Philosophy, psychiatry, and literary allusion share equal space with plot development in this novel. Jonas is constantly seeing his life, both past and present, unfold before him as if he’s watching it all from the back row of a theatre. Is what he sees real or is it only his particular perception? The unstated yet symbolic connection to Plato’s “Allegory of the Cave” is unmistakable. The theories of Freud, Jung, and Skinner make appropriate appearances as does William Shakespeare’s metaphor “Life’s but a walking shadow…” Bolick even takes it a step farther than the Bard of Avon. He lets Jonas’s shadow separate itself, walk, talk, and even kibitz.
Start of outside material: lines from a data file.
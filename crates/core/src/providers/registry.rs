use chrono::NaiveDate;
use log::debug;

use super::synthetic::SyntheticHistorySource;
use super::traits::HistorySource;
use crate::models::chart::{HistoricalPoint, TimeWindow};

/// Ordered list of history sources plus the fallback used for unknown symbols.
///
/// Sources are asked in registration order; the first one that knows the
/// symbol answers. New sources can be added without touching the callers.
pub struct HistorySourceRegistry {
    sources: Vec<Box<dyn HistorySource>>,
    fallback: SyntheticHistorySource,
}

impl HistorySourceRegistry {
    /// Registry with no sources; every symbol gets the fallback series.
    pub fn new() -> Self {
        Self {
            sources: Vec::new(),
            fallback: SyntheticHistorySource::new(),
        }
    }

    /// Registry with the built-in synthetic bands registered.
    pub fn new_with_defaults() -> Self {
        let mut registry = Self::new();
        registry.register(Box::new(SyntheticHistorySource::with_defaults()));
        registry
    }

    /// Replace the fallback generator (e.g. with a seeded one).
    pub fn with_fallback(mut self, fallback: SyntheticHistorySource) -> Self {
        self.fallback = fallback;
        self
    }

    pub fn register(&mut self, source: Box<dyn HistorySource>) {
        self.sources.push(source);
    }

    /// Names of registered sources, in priority order.
    pub fn source_names(&self) -> Vec<String> {
        self.sources.iter().map(|s| s.name().to_string()).collect()
    }

    /// The first source that knows `symbol`, if any.
    pub fn source_for(&self, symbol: &str) -> Option<&dyn HistorySource> {
        let upper = symbol.trim().to_uppercase();
        self.sources
            .iter()
            .find(|s| s.supports(&upper))
            .map(|s| s.as_ref())
    }

    /// Series for `symbol`, falling back to the default series. The result is
    /// always sorted by date with at most one point per day.
    pub fn series_for(
        &self,
        symbol: &str,
        window: TimeWindow,
        end: NaiveDate,
    ) -> Vec<HistoricalPoint> {
        let upper = symbol.trim().to_uppercase();
        let found = self
            .sources
            .iter()
            .find_map(|s| s.series(&upper, window, end));

        let points = match found {
            Some(points) => points,
            None => {
                debug!("no history source for {upper} ({window}), using default series");
                self.fallback.default_series(window, end)
            }
        };
        normalize(points)
    }

    /// The series used for unknown symbols and market indices.
    pub fn default_series(&self, window: TimeWindow, end: NaiveDate) -> Vec<HistoricalPoint> {
        normalize(self.fallback.default_series(window, end))
    }
}

impl Default for HistorySourceRegistry {
    fn default() -> Self {
        Self::new_with_defaults()
    }
}

/// Sort by date and drop repeated dates (first occurrence kept).
fn normalize(mut points: Vec<HistoricalPoint>) -> Vec<HistoricalPoint> {
    points.sort_by_key(|p| p.date);
    points.dedup_by_key(|p| p.date);
    points
}
use chrono::Utc;
use log::info;

use crate::errors::CoreError;
use crate::models::portfolio::Portfolio;
use crate::services::asset_store::AssetStore;

use super::format;

/// Save/load a session's portfolio to/from a local JSON snapshot.
pub struct StorageManager;

impl StorageManager {
    /// Serialize a portfolio to snapshot bytes.
    pub fn save_to_bytes(portfolio: &Portfolio) -> Result<Vec<u8>, CoreError> {
        format::write_document(portfolio, Utc::now())
    }

    /// Parse snapshot bytes back into a portfolio.
    ///
    /// Flow: JSON → header check → portfolio → holding and settings validation.
    pub fn load_from_bytes(data: &[u8]) -> Result<Portfolio, CoreError> {
        let (header, portfolio) = format::read_document(data)?;

        // Same admission rules as live edits.
        let store = AssetStore::from_holdings(portfolio.holdings)?;
        portfolio.settings.validate()?;

        info!(
            "loaded snapshot v{} saved at {} ({} holdings)",
            header.version,
            header.saved_at,
            store.len()
        );

        Ok(Portfolio {
            holdings: store.into_holdings(),
            settings: portfolio.settings,
        })
    }

    /// Save a snapshot file on disk (native only).
    #[cfg(not(target_arch = "wasm32"))]
    pub fn save_to_file(portfolio: &Portfolio, path: &str) -> Result<(), CoreError> {
        let bytes = Self::save_to_bytes(portfolio)?;
        std::fs::write(path, bytes)?;
        Ok(())
    }

    /// Load a snapshot file from disk (native only).
    #[cfg(not(target_arch = "wasm32"))]
    pub fn load_from_file(path: &str) -> Result<Portfolio, CoreError> {
        let bytes = std::fs::read(path)?;
        Self::load_from_bytes(&bytes)
    }
}
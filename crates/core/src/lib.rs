pub mod backend;
pub mod errors;
pub mod format;
pub mod models;
pub mod providers;
pub mod services;
pub mod storage;

use log::{debug, info};

use backend::traits::AssetBackend;
use errors::CoreError;
use models::{
    analytics::{AllocationMap, AllocationSlice, PortfolioSummary},
    chart::{ComparisonSeries, HistoricalPoint, MarketIndex, PortfolioPoint, TimeWindow},
    holding::{Holding, HoldingDraft, HoldingId},
    portfolio::Portfolio,
    query::{HoldingQuery, SortKey},
    settings::Settings,
};
use services::{
    allocation_service::AllocationService,
    asset_store::AssetStore,
    history_service::{ComparisonTarget, HistoryService},
    metrics_service::MetricsService,
    query_service::QueryService,
};
use storage::manager::StorageManager;

/// Main entry point for the portfolio dashboard core.
///
/// One instance per authenticated session: it owns the session's holdings
/// and keeps the summary and allocation in step with every mutation. Drop
/// it on logout.
#[must_use]
pub struct PortfolioSession {
    store: AssetStore,
    settings: Settings,
    metrics_service: MetricsService,
    allocation_service: AllocationService,
    history_service: HistoryService,
    query_service: QueryService,
    summary: PortfolioSummary,
    allocation: AllocationMap,
    /// Tracks whether any mutation has occurred since the last save/load.
    dirty: bool,
}

impl std::fmt::Debug for PortfolioSession {
    fn fmt(&self, f: &mut std::fmt::Formatter<'_>) -> std::fmt::Result {
        f.debug_struct("PortfolioSession")
            .field("holdings", &self.store.len())
            .field("settings", &self.settings)
            .field("summary", &self.summary)
            .field("dirty", &self.dirty)
            .finish()
    }
}

impl PortfolioSession {
    /// Empty session with default settings.
    pub fn new() -> Self {
        Self::build(AssetStore::new(), Settings::default())
    }

    /// Session over an already-resolved collection (e.g. the backend read).
    pub fn from_holdings(holdings: Vec<Holding>, settings: Settings) -> Result<Self, CoreError> {
        settings.validate()?;
        let store = AssetStore::from_holdings(holdings)?;
        Ok(Self::build(store, settings))
    }

    /// Populate a session once from the backend.
    pub async fn load_from_backend(
        backend: &dyn AssetBackend,
        settings: Settings,
    ) -> Result<Self, CoreError> {
        let holdings = backend.fetch_assets().await?;
        info!("loaded {} holdings from {}", holdings.len(), backend.name());
        Self::from_holdings(holdings, settings)
    }

    /// Restore a session from local snapshot bytes.
    pub fn load_from_bytes(data: &[u8]) -> Result<Self, CoreError> {
        let portfolio = StorageManager::load_from_bytes(data)?;
        Self::from_portfolio(portfolio)
    }

    /// Snapshot the session to bytes. Clears the unsaved-changes flag.
    pub fn save_to_bytes(&mut self) -> Result<Vec<u8>, CoreError> {
        let bytes = StorageManager::save_to_bytes(&self.to_portfolio())?;
        self.dirty = false;
        Ok(bytes)
    }

    /// Restore a session from a snapshot file (native only).
    #[cfg(not(target_arch = "wasm32"))]
    pub fn load_from_file(path: &str) -> Result<Self, CoreError> {
        let portfolio = StorageManager::load_from_file(path)?;
        Self::from_portfolio(portfolio)
    }

    /// Snapshot the session to a file (native only). Clears the unsaved-changes flag.
    #[cfg(not(target_arch = "wasm32"))]
    pub fn save_to_file(&mut self, path: &str) -> Result<(), CoreError> {
        StorageManager::save_to_file(&self.to_portfolio(), path)?;
        self.dirty = false;
        Ok(())
    }

    /// Swap the history service, e.g. to register market data sources or
    /// pin the anchor date.
    pub fn with_history_service(mut self, history_service: HistoryService) -> Self {
        self.history_service = history_service;
        self
    }

    pub fn history_service_mut(&mut self) -> &mut HistoryService {
        &mut self.history_service
    }

    // ── Holding Management ──────────────────────────────────────────

    /// Create a holding locally. Returns its new id.
    pub fn add_holding(&mut self, draft: HoldingDraft) -> Result<HoldingId, CoreError> {
        let id = self.store.add(draft)?;
        self.after_mutation();
        Ok(id)
    }

    /// Edit a holding in place; its id is unchanged.
    pub fn update_holding(&mut self, id: &HoldingId, draft: HoldingDraft) -> Result<(), CoreError> {
        self.store.update(id, draft)?;
        self.after_mutation();
        Ok(())
    }

    /// Remove a holding. Returns the removed record.
    pub fn remove_holding(&mut self, id: &HoldingId) -> Result<Holding, CoreError> {
        let removed = self.store.remove(id)?;
        self.after_mutation();
        Ok(removed)
    }

    /// Create a holding on the backend, then locally with the id the backend
    /// assigned. Nothing changes locally if the backend refuses.
    pub async fn create_remote(
        &mut self,
        backend: &dyn AssetBackend,
        draft: HoldingDraft,
    ) -> Result<HoldingId, CoreError> {
        let holding = Holding::create(draft)?;
        let stored = backend.create_asset(&holding).await?;
        let id = stored.id.clone();
        self.store.insert(stored)?;
        self.after_mutation();
        Ok(id)
    }

    /// Validate an edit, push it to the backend, then apply it locally.
    pub async fn update_remote(
        &mut self,
        backend: &dyn AssetBackend,
        id: &HoldingId,
        draft: HoldingDraft,
    ) -> Result<(), CoreError> {
        let mut updated = self
            .store
            .get(id)
            .cloned()
            .ok_or_else(|| CoreError::HoldingNotFound(id.to_string()))?;
        updated.apply(draft)?;
        backend.update_asset(&updated).await?;
        self.store.replace(updated)?;
        self.after_mutation();
        Ok(())
    }

    /// Delete on the backend, then locally.
    pub async fn remove_remote(
        &mut self,
        backend: &dyn AssetBackend,
        id: &HoldingId,
    ) -> Result<Holding, CoreError> {
        if !self.store.contains(id) {
            return Err(CoreError::HoldingNotFound(id.to_string()));
        }
        backend.delete_asset(id).await?;
        self.remove_holding(id)
    }

    #[must_use]
    pub fn get_holding(&self, id: &HoldingId) -> Option<&Holding> {
        self.store.get(id)
    }

    /// All holdings in insertion order.
    #[must_use]
    pub fn holdings(&self) -> &[Holding] {
        self.store.holdings()
    }

    #[must_use]
    pub fn holding_count(&self) -> usize {
        self.store.len()
    }

    // ── Metrics & Allocation ────────────────────────────────────────

    /// Portfolio totals as of the last mutation.
    #[must_use]
    pub fn summary(&self) -> PortfolioSummary {
        self.summary
    }

    #[must_use]
    pub fn allocation(&self) -> &AllocationMap {
        &self.allocation
    }

    #[must_use]
    pub fn allocation_slices(&self) -> Vec<AllocationSlice> {
        self.allocation.slices()
    }

    /// The largest holdings by value, as many as the settings allow.
    #[must_use]
    pub fn top_holdings(&self) -> Vec<&Holding> {
        self.metrics_service
            .top_holdings(self.store.holdings(), self.settings.top_holdings_limit)
    }

    // ── Listing ─────────────────────────────────────────────────────

    /// Filtered and sorted view for the holdings list.
    #[must_use]
    pub fn query(&self, query: &HoldingQuery) -> Vec<&Holding> {
        self.query_service.apply(self.store.holdings(), query)
    }

    /// Empty search, all categories, the configured default sort.
    #[must_use]
    pub fn default_query(&self) -> HoldingQuery {
        HoldingQuery::new().sort(self.settings.default_sort)
    }

    // ── Charts ──────────────────────────────────────────────────────

    /// Price history for one holding.
    pub fn holding_series(
        &self,
        id: &HoldingId,
        window: TimeWindow,
    ) -> Result<Vec<HistoricalPoint>, CoreError> {
        let holding = self
            .store
            .get(id)
            .ok_or_else(|| CoreError::HoldingNotFound(id.to_string()))?;
        Ok(self.history_service.asset_series(&holding.symbol, window))
    }

    /// Price history for any symbol, held or not.
    #[must_use]
    pub fn symbol_series(&self, symbol: &str, window: TimeWindow) -> Vec<HistoricalPoint> {
        self.history_service.asset_series(symbol, window)
    }

    /// Aggregate portfolio value over `window`. Empty when there are no holdings.
    #[must_use]
    pub fn portfolio_series(&self, window: TimeWindow) -> Vec<PortfolioPoint> {
        self.history_service
            .portfolio_series(self.store.holdings(), window)
    }

    /// Comparison chart for a selection of holding ids and/or market index
    /// ids (`SP500`, `NASDAQ`, `DOW`, `BTCUSD`), in selection order.
    pub fn compare(
        &self,
        keys: &[&str],
        window: TimeWindow,
    ) -> Result<Vec<ComparisonSeries>, CoreError> {
        let targets = keys
            .iter()
            .map(|key| {
                if let Some(holding) = self.store.get(&HoldingId::from(*key)) {
                    Ok(ComparisonTarget::Holding(holding))
                } else if let Some(index) = MarketIndex::find(key) {
                    Ok(ComparisonTarget::Index(index))
                } else {
                    Err(CoreError::HoldingNotFound((*key).to_string()))
                }
            })
            .collect::<Result<Vec<_>, CoreError>>()?;
        Ok(self.history_service.compare(&targets, window))
    }

    // ── Settings ────────────────────────────────────────────────────

    #[must_use]
    pub fn settings(&self) -> &Settings {
        &self.settings
    }

    /// Replace all settings after validating them.
    pub fn update_settings(&mut self, settings: Settings) -> Result<(), CoreError> {
        settings.validate()?;
        self.settings = settings;
        self.dirty = true;
        Ok(())
    }

    /// Set the display currency (3-letter code, stored uppercase).
    pub fn set_currency(&mut self, currency: &str) -> Result<(), CoreError> {
        let mut settings = self.settings.clone();
        settings.currency = currency.trim().to_uppercase();
        self.update_settings(settings)
    }

    pub fn set_default_window(&mut self, window: TimeWindow) {
        self.settings.default_window = window;
        self.dirty = true;
    }

    pub fn set_default_sort(&mut self, sort: SortKey) {
        self.settings.default_sort = sort;
        self.dirty = true;
    }

    /// Returns `true` if the session has been modified since the last save or load.
    #[must_use]
    pub fn has_unsaved_changes(&self) -> bool {
        self.dirty
    }

    /// Export holdings as a JSON array in the backend's record shape.
    pub fn export_holdings_json(&self) -> Result<String, CoreError> {
        serde_json::to_string_pretty(self.store.holdings())
            .map_err(|e| CoreError::Serialization(format!("Failed to serialize holdings: {e}")))
    }

    // ── Internal ────────────────────────────────────────────────────

    fn from_portfolio(portfolio: Portfolio) -> Result<Self, CoreError> {
        Self::from_holdings(portfolio.holdings, portfolio.settings)
    }

    fn to_portfolio(&self) -> Portfolio {
        Portfolio {
            holdings: self.store.holdings().to_vec(),
            settings: self.settings.clone(),
        }
    }

    fn after_mutation(&mut self) {
        self.dirty = true;
        self.recompute();
    }

    fn recompute(&mut self) {
        let holdings = self.store.holdings();
        self.summary = self.metrics_service.summarize(holdings);
        self.allocation = self.allocation_service.allocate(holdings);
        debug!(
            "recomputed metrics: {} holdings, value {:.2}, {} categories",
            holdings.len(),
            self.summary.total_value,
            self.allocation.len()
        );
    }

    fn build(store: AssetStore, settings: Settings) -> Self {
        let mut session = Self {
            store,
            settings,
            metrics_service: MetricsService::new(),
            allocation_service: AllocationService::new(),
            history_service: HistoryService::default(),
            query_service: QueryService::new(),
            summary: PortfolioSummary::default(),
            allocation: AllocationMap::new(),
            dirty: false,
        };
        session.recompute();
        session
    }
}

impl Default for PortfolioSession {
    fn default() -> Self {
        Self::new()
    }
}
There is a welcome level of humor throughout this tale. The author does a good job of having Jonas explore serious issues without taking himself too seriously. The dialogue, both internal and with other characters, is sharp, substantive, and, most importantly, feels as if it would actually come from the individual being portrayed. While Bolick’s plot structure jumps about in time and occasionally impedes comprehension, its unpredictable nature is definitely intriguing. The quality of writing overall is first-rate, with numerous memorable passages such as, “She, this woman, surpassed any sense or idea of beautiful, she was heroic, she was a gut-punch back at the desert, into the solar plexus of indifference.” As stated initially, universal questions of the nature of existence are definitely being examined in this book, but a good story is also being told, and that’s often what makes novels worth the time we spend with them.